■ How to complete this task ■
Using the data below, return every line that holds the word "groups".

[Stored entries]
//! Lexical query classification
//!
//! Maps a raw question to a [`Category`] using keyword regexes. No model,
//! no network, no state: it runs on every request so it has to be cheap.
//!
//! Each category owns a small set of pattern groups; the score of a category
//! is the number of its groups that match. The highest score wins, and ties
//! go to the category listed first in [`PATTERN_ORDER`]. Questions that match
//! nothing are `vague` when they are at most [`VAGUE_MAX_WORDS`] words long
//! and `factual` otherwise, so empty input classifies as `vague`.

use std::collections::BTreeMap;
use std::sync::LazyLock;

use regex::Regex;

use super::types::Category;

/// Unmatched questions with this many words or fewer are `vague`
pub const VAGUE_MAX_WORDS: usize = 4;

/// Tie-break order between categories with equal match scores
pub const PATTERN_ORDER: [Category; 5] = [
    Category::Factual,
    Category::Analytical,
    Category::Relational,
    Category::Procedural,
    Category::Visual,
];

const FACTUAL: &[&str] = &[
    r"\b(what is|who is|when did|where is|define|what does|what are)\b",
    r"\b(name of|tell me the|which one)\b",
];

const ANALYTICAL: &[&str] = &[
    r"\b(compare|analyze|how many|average|total|sum|count|trend|percentage|ratio)\b",
    r"\b(statistics|data|numbers|grouped by|breakdown)\b",
];

// Stems on purpose: "related", "connection", "dependency".
const RELATIONAL: &[&str] = &[
    r"\b(relat|connect|between|linked|associated|works with|reports to)",
    r"\b(hierarchy|network|chain|depend)",
];

const PROCEDURAL: &[&str] = &[
    r"\b(how to|how do|steps to|process of|explain how|guide|tutorial)\b",
    r"\b(implement|build|create|set up|configure)\b",
];

const VISUAL: &[&str] = &[r"\b(image|picture|diagram|chart|screenshot|photo|figure|graph|plot)\b"];

struct CategoryPatterns {
    category: Category,
    patterns: Vec<Regex>,
}

static PATTERNS: LazyLock<Vec<CategoryPatterns>> = LazyLock::new(|| {
    PATTERN_ORDER
        .iter()
        .map(|&category| {
            let sources = match category {
                Category::Factual => FACTUAL,
                Category::Analytical => ANALYTICAL,
                Category::Relational => RELATIONAL,
                Category::Procedural => PROCEDURAL,
                Category::Visual => VISUAL,
                Category::Vague => &[],
            };
            CategoryPatterns {
                category,
                patterns: sources
                    .iter()
                    .filter_map(|p| Regex::new(p).ok())
                    .collect(),
            }
        })
        .collect()
});

/// Classify a question into exactly one category
pub fn classify(question: &str) -> Category {
    classify_with_scores(question).0
}

/// Classify a question and return the per-category match counts alongside
pub fn classify_with_scores(question: &str) -> (Category, BTreeMap<Category, usize>) {
    let normalized = question.trim().to_lowercase();
    let scores = score_normalized(&normalized);
    let category = pick(&scores, &normalized);
    (category, scores)
}

fn pick(scores: &BTreeMap<Category, usize>, normalized: &str) -> Category {
    // Strict `>` keeps the first category in PATTERN_ORDER on ties.
    let mut best: Option<(Category, usize)> = None;
    for category in PATTERN_ORDER {
        let score = scores.get(&category).copied().unwrap_or(0);
        if score > 0 && best.is_none_or(|(_, s)| score > s) {
            best = Some((category, score));
        }
    }

    match best {
        Some((category, _)) => category,
        None if normalized.split_whitespace().count() <= VAGUE_MAX_WORDS => Category::Vague,
        None => Category::Factual,
    }
}

fn score_normalized(normalized: &str) -> BTreeMap<Category, usize> {
    PATTERNS
        .iter()
        .filter_map(|entry| {
            let score = entry
                .patterns
                .iter()
                .filter(|re| re.is_match(normalized))
                .count();
            (score > 0).then_some((entry.category, score))
        })
        .collect()
}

■ Finished exercise ■
//! Each category owns a small set of pattern groups; the score of a category
//! is the number of its groups that match. The highest score wins, and ties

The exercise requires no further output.